But partisan tensions have stymied the work of Congress, and Hagan has said it’s been a huge frustration.

“This has been an extraordinarily unproductive Congress, so it’s not difficult to attack somebody on that front,” said Norman Ornstein, a political scientist at the conservative American Enterprise Institute and a longtime observer of Congress. “Though it’s interesting that most of the people who are going after these senators for not enacting a lot of bills are the ones who don’t want to enact any bills. The whole theme of the (Republican) party is to repeal bills.”

Michael Bitzer, a political science professor at Catawba College in Salisbury, N.C., agreed that Hagan’s lack of legislation is “a symptom of a wider dysfunction that’s going on in the Senate.”

“Not a whole lot has been passed to begin with,” he said.

The Senate no longer has many moderates, a mantle Hagan claims.
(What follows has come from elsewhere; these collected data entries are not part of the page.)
use std::sync::LazyLock;

use chrono::NaiveDate;
use regex::Regex;
use tracing::debug;

use crate::config::SourceConfig;
use crate::extract::RawItem;
use crate::record::GuestEntry;
use crate::segment::GuestCandidate;

// "ce lundi 3 mars 2024", "lundi 3 mars 2024", "3 mars 2024", "1er avril 2023"
static FRENCH_DATE_RE: LazyLock<Regex> = LazyLock::new(|| {
    Regex::new(r"(?i)\b(\d{1,2})(?:er)?\s+(janvier|février|fevrier|mars|avril|mai|juin|juillet|août|aout|septembre|octobre|novembre|décembre|decembre)\s+(\d{4})")
        .unwrap()
});
static ISO_DATE_RE: LazyLock<Regex> = LazyLock::new(|| {
    // No trailing \b: a "T" right after the day (ISO timestamps) is not a
    // word boundary.
    Regex::new(r"\b(\d{4})-(\d{2})-(\d{2})").unwrap()
});
// Table-separator artifacts left in source HTML: long dash/underscore runs.
static PLACEHOLDER_RE: LazyLock<Regex> = LazyLock::new(|| {
    Regex::new(r"^[\s\-–—_.·…]*$").unwrap()
});

/// Reduce date text to a calendar date. Unparsable or invalid text yields
/// None, never a fabricated date.
pub fn parse_date_text(text: &str) -> Option<NaiveDate> {
    let text = text.trim();
    if text.is_empty() {
        return None;
    }

    if let Some(caps) = ISO_DATE_RE.captures(text) {
        let (y, m, d) = (
            caps[1].parse().ok()?,
            caps[2].parse().ok()?,
            caps[3].parse().ok()?,
        );
        return NaiveDate::from_ymd_opt(y, m, d);
    }

    if let Some(caps) = FRENCH_DATE_RE.captures(text) {
        let day: u32 = caps[1].parse().ok()?;
        let month = french_month(&caps[2].to_lowercase())?;
        let year: i32 = caps[3].parse().ok()?;
        return NaiveDate::from_ymd_opt(year, month, day);
    }

    debug!("Unparsable date text: {}", text);
    None
}

fn french_month(name: &str) -> Option<u32> {
    let month = match name {
        "janvier" => 1,
        "février" | "fevrier" => 2,
        "mars" => 3,
        "avril" => 4,
        "mai" => 5,
        "juin" => 6,
        "juillet" => 7,
        "août" | "aout" => 8,
        "septembre" => 9,
        "octobre" => 10,
        "novembre" => 11,
        "décembre" | "decembre" => 12,
        _ => return None,
    };
    Some(month)
}

/// Strip leading separator artifacts left by segmentation and collapse
/// repeated whitespace.
pub fn clean_text(s: &str) -> String {
    let stripped = s.trim_start_matches([',', '-', '–', '—', ':', ';', ' ']);
    stripped.split_whitespace().collect::<Vec<_>>().join(" ")
}

/// Literal placeholder runs (dash/underscore separators) count as empty.
pub fn is_placeholder(s: &str) -> bool {
    PLACEHOLDER_RE.is_match(s)
}

/// Turn one item's segmented candidates into normalized guest entries:
/// canonical date, corrected names, cleaned role text, validity window.
///
/// `None` means the validity window dropped the whole item; callers must not
/// resurrect it, not even as a placeholder row. `Some(vec![])` means the item
/// survived but carried no usable guests.
pub fn normalize_item(
    item: &RawItem,
    candidates: Vec<GuestCandidate>,
    config: &SourceConfig,
) -> Option<Vec<GuestEntry>> {
    let date = item.date_text.text().and_then(parse_date_text);

    // Sources documented as unreliable outside a known-good window drop the
    // whole item; absent dates pass (the window binds on dates, not on their
    // absence).
    if let (Some(window), Some(d)) = (&config.validity_window, date) {
        let before = window.from.is_some_and(|from| d < from);
        let after = window.to.is_some_and(|to| d > to);
        if before || after {
            debug!(
                "{}: item {} outside validity window, dropped",
                config.name, item.canonical_key
            );
            return None;
        }
    }

    let title = item.title.text().map(clean_text).filter(|t| !t.is_empty());

    let entries = candidates
        .into_iter()
        .filter_map(|c| {
            let name = clean_text(&c.name);
            let role = clean_text(&c.role);
            // Both reduced to placeholders: the record is an artifact.
            if is_placeholder(&name) && is_placeholder(&role) {
                return None;
            }
            let name = config.corrections.get(&name).cloned().unwrap_or(name);
            if name.is_empty() {
                return None;
            }
            Some(GuestEntry {
                item_id: item.canonical_key.clone(),
                title: title.clone(),
                canonical_date: date,
                guest_name: Some(name),
                guest_role_text: if role.is_empty() { None } else { Some(role) },
                raw_description: item.description.text().map(|s| s.to_string()),
            })
        })
        .collect();
    Some(entries)
}

// ── Tests ──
National Journal, a nonpartisan magazine about politics and policy, rated her as the most moderate senator last year.

Hagan, 61, has a background in business and politics. A graduate of the Wake Forest University School of Law, she worked at North Carolina National Bank (now Bank of America) in Greensboro. She was a county chair for Gov. Jim Hunt’s campaigns in 1992 and 1996, and then won a state Senate seat in 1998. She stayed through 2008, becoming chair of the powerful state Senate Appropriations Committee.
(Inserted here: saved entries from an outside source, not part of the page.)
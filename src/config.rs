use std::collections::HashMap;

use regex::Regex;
use scraper::Selector;
use serde::{Deserialize, Serialize};
use thiserror::Error;
use url::Url;

/// Configuration problems are the one fatal error class: they are caught by
/// `SourceConfig::compile` before any fetch happens.
#[derive(Debug, Error)]
pub enum ConfigError {
    #[error("source `{name}`: no listing URLs configured")]
    NoListingUrls { name: String },
    #[error("source `{name}`: invalid base URL `{url}`: {reason}")]
    BadBaseUrl {
        name: String,
        url: String,
        reason: String,
    },
    #[error("source `{name}`: empty strategy chain for required field `{field}`")]
    EmptyChain { name: String, field: &'static str },
    #[error("source `{name}`: invalid selector `{selector}`: {reason}")]
    BadSelector {
        name: String,
        selector: String,
        reason: String,
    },
    #[error("source `{name}`: invalid regex `{pattern}`: {reason}")]
    BadRegex {
        name: String,
        pattern: String,
        reason: String,
    },
    #[error("source `{name}`: empty anchor phrase in strategy chain")]
    EmptyAnchorPhrase { name: String },
    #[error("source `{name}`: name length bounds are inverted ({min} > {max})")]
    BadNameBounds {
        name: String,
        min: usize,
        max: usize,
    },
}

/// One extraction strategy. Chains are tried in order; the first strategy
/// producing non-empty trimmed text wins.
#[derive(Debug, Clone, Serialize, Deserialize)]
#[serde(tag = "kind", rename_all = "snake_case")]
pub enum Strategy {
    /// CSS selector; text of the first matching element that has any.
    Selector { selector: String },
    /// Scan all leaf text nodes for one containing this phrase. Immune to
    /// template drift, so it usually sits last in the chain.
    AnchorPhrase { phrase: String },
    /// Regex over the document's flattened text; capture group 1 if present,
    /// whole match otherwise.
    Regex { pattern: String },
}

/// Per-field strategy chains. Title and description are required to have at
/// least one strategy; date and banner chains may be empty.
#[derive(Debug, Clone, Default, Serialize, Deserialize)]
pub struct FieldStrategies {
    #[serde(default)]
    pub title: Vec<Strategy>,
    #[serde(default)]
    pub date: Vec<Strategy>,
    #[serde(default)]
    pub description: Vec<Strategy>,
    #[serde(default)]
    pub banner: Vec<Strategy>,
}

/// Heuristics for splitting a description into (name, role) pairs.
/// Thresholds are empirical and source-specific; they are configuration,
/// not inferred rules.
#[derive(Debug, Clone, Serialize, Deserialize)]
pub struct SegmentationConfig {
    /// Guest-block separator glyphs (shape 1).
    #[serde(default = "default_block_markers")]
    pub block_markers: Vec<String>,
    /// Introductory phrase marking a guest list (shape 2), e.g. "Avec :".
    #[serde(default = "default_with_prefix")]
    pub with_prefix: String,
    /// Trailing marker phrases bounding the role in the inline shape (3).
    #[serde(default = "default_trailing_markers")]
    pub trailing_markers: Vec<String>,
    #[serde(default = "default_min_name_len")]
    pub min_name_len: usize,
    #[serde(default = "default_max_name_len")]
    pub max_name_len: usize,
    /// Lines shorter than this are discarded as noise in shape 2.
    #[serde(default = "default_min_line_len")]
    pub min_line_len: usize,
}

fn default_block_markers() -> Vec<String> {
    ["▶️", "▶", "►", "➤", "•"].iter().map(|s| s.to_string()).collect()
}
fn default_with_prefix() -> String {
    "avec :".to_string()
}
fn default_trailing_markers() -> Vec<String> {
    ["répond", "débat"].iter().map(|s| s.to_string()).collect()
}
fn default_min_name_len() -> usize {
    5
}
fn default_max_name_len() -> usize {
    60
}
fn default_min_line_len() -> usize {
    8
}

impl Default for SegmentationConfig {
    fn default() -> Self {
        SegmentationConfig {
            block_markers: default_block_markers(),
            with_prefix: default_with_prefix(),
            trailing_markers: default_trailing_markers(),
            min_name_len: default_min_name_len(),
            max_name_len: default_max_name_len(),
            min_line_len: default_min_line_len(),
        }
    }
}

/// Inclusive date window outside of which a source's records are dropped.
/// Only set for sources documented as unreliable outside a known-good range.
#[derive(Debug, Clone, Copy, Serialize, Deserialize)]
pub struct DateWindow {
    pub from: Option<chrono::NaiveDate>,
    pub to: Option<chrono::NaiveDate>,
}

/// Politeness delay bounds between consecutive fetches to the same origin.
#[derive(Debug, Clone, Copy, Serialize, Deserialize)]
pub struct DelayRange {
    pub min_ms: u64,
    pub max_ms: u64,
}

impl Default for DelayRange {
    fn default() -> Self {
        DelayRange {
            min_ms: 500,
            max_ms: 1500,
        }
    }
}

/// Everything source-specific: one of these per archive replaces one
/// hand-written script.
#[derive(Debug, Clone, Serialize, Deserialize)]
pub struct SourceConfig {
    pub name: String,
    /// Origin used to resolve relative links.
    pub base_url: String,
    /// Root listing URLs; pagination is discovered from these.
    pub listing_urls: Vec<String>,
    /// Regex an absolute URL must match to count as an item link.
    pub item_link_pattern: String,
    /// Regex stripped from an item URL to form its canonical key
    /// (language/format variant collapsing).
    #[serde(default)]
    pub variant_suffix: Option<String>,
    /// CSS selectors locating pagination-continuation links.
    #[serde(default)]
    pub pagination_selectors: Vec<String>,
    pub fields: FieldStrategies,
    #[serde(default)]
    pub segmentation: SegmentationConfig,
    /// Exact-match corrections: observed spelling -> canonical name.
    #[serde(default)]
    pub corrections: HashMap<String, String>,
    #[serde(default)]
    pub validity_window: Option<DateWindow>,
    /// Emit one placeholder row for items with no surviving guests.
    #[serde(default)]
    pub emit_itemless_rows: bool,
    #[serde(default)]
    pub delay: DelayRange,
}

impl SourceConfig {
    /// Compile selectors and regexes up front. Any error here aborts the run
    /// before the first fetch.
    pub fn compile(&self) -> Result<CompiledSource, ConfigError> {
        if self.listing_urls.is_empty() {
            return Err(ConfigError::NoListingUrls {
                name: self.name.clone(),
            });
        }
        let base = Url::parse(&self.base_url).map_err(|e| ConfigError::BadBaseUrl {
            name: self.name.clone(),
            url: self.base_url.clone(),
            reason: e.to_string(),
        })?;
        if self.segmentation.min_name_len > self.segmentation.max_name_len {
            return Err(ConfigError::BadNameBounds {
                name: self.name.clone(),
                min: self.segmentation.min_name_len,
                max: self.segmentation.max_name_len,
            });
        }

        let item_link = self.compile_regex(&self.item_link_pattern)?;
        let variant_suffix = self
            .variant_suffix
            .as_deref()
            .map(|p| self.compile_regex(p))
            .transpose()?;
        let pagination = self
            .pagination_selectors
            .iter()
            .map(|s| self.compile_selector(s))
            .collect::<Result<Vec<_>, _>>()?;

        let fields = CompiledFields {
            title: self.compile_chain("title", &self.fields.title, true)?,
            date: self.compile_chain("date", &self.fields.date, false)?,
            description: self.compile_chain("description", &self.fields.description, true)?,
            banner: self.compile_chain("banner", &self.fields.banner, false)?,
        };

        Ok(CompiledSource {
            config: self.clone(),
            base,
            item_link,
            variant_suffix,
            pagination,
            fields,
        })
    }

    fn compile_chain(
        &self,
        field: &'static str,
        chain: &[Strategy],
        required: bool,
    ) -> Result<Vec<CompiledStrategy>, ConfigError> {
        if required && chain.is_empty() {
            return Err(ConfigError::EmptyChain {
                name: self.name.clone(),
                field,
            });
        }
        chain
            .iter()
            .map(|s| match s {
                Strategy::Selector { selector } => {
                    Ok(CompiledStrategy::Selector(self.compile_selector(selector)?))
                }
                Strategy::AnchorPhrase { phrase } => {
                    if phrase.trim().is_empty() {
                        Err(ConfigError::EmptyAnchorPhrase {
                            name: self.name.clone(),
                        })
                    } else {
                        Ok(CompiledStrategy::AnchorPhrase(phrase.clone()))
                    }
                }
                Strategy::Regex { pattern } => {
                    Ok(CompiledStrategy::Regex(self.compile_regex(pattern)?))
                }
            })
            .collect()
    }

    fn compile_selector(&self, selector: &str) -> Result<Selector, ConfigError> {
        Selector::parse(selector).map_err(|e| ConfigError::BadSelector {
            name: self.name.clone(),
            selector: selector.to_string(),
            reason: e.to_string(),
        })
    }

    fn compile_regex(&self, pattern: &str) -> Result<Regex, ConfigError> {
        Regex::new(pattern).map_err(|e| ConfigError::BadRegex {
            name: self.name.clone(),
            pattern: pattern.to_string(),
            reason: e.to_string(),
        })
    }
}

/// A compiled extraction strategy, ready to apply to a document.
#[derive(Debug, Clone)]
pub enum CompiledStrategy {
    Selector(Selector),
    AnchorPhrase(String),
    Regex(Regex),
}

#[derive(Debug, Clone)]
pub struct CompiledFields {
    pub title: Vec<CompiledStrategy>,
    pub date: Vec<CompiledStrategy>,
    pub description: Vec<CompiledStrategy>,
    pub banner: Vec<CompiledStrategy>,
}

/// A source with every selector and regex compiled.
#[derive(Debug, Clone)]
pub struct CompiledSource {
    pub config: SourceConfig,
    pub base: Url,
    pub item_link: Regex,
    pub variant_suffix: Option<Regex>,
    pub pagination: Vec<Selector>,
    pub fields: CompiledFields,
}

// ── Tests ──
She set her sights higher in 2008, when she unseated Republican U.S. Sen. Elizabeth Dole.

In her first term, she has followed a typical freshman path, keeping her head down, learning the job and raising money. In the tradition-bound chamber, committee chairmanships go to senators with longer standing, while freshmen can become subcommittee chairmen.

She meets frequently with Sen. Richard Burr (R-NC) to work on issues of concern to North Carolina. They joined forces on a bill that became law in 2012 that provided health care to thousands of people who were poisoned by toxic water at Marine Corps Base Camp Lejeune in North Carolina. They recently jointly pressed for a cancer incidence study for people exposed to the Camp Lejeune water.

Burr supports Tillis, and his office didn’t respond to requests for his comments on Hagan. During the summer, the Associated Press quoted Burr as saying: “Look at the folks running for re-election. What have they done?” Of Hagan: “She’s got nothing. She’s not alone in that.”

Other Republicans, in keeping with Senate decorum, avoided politically charged remarks.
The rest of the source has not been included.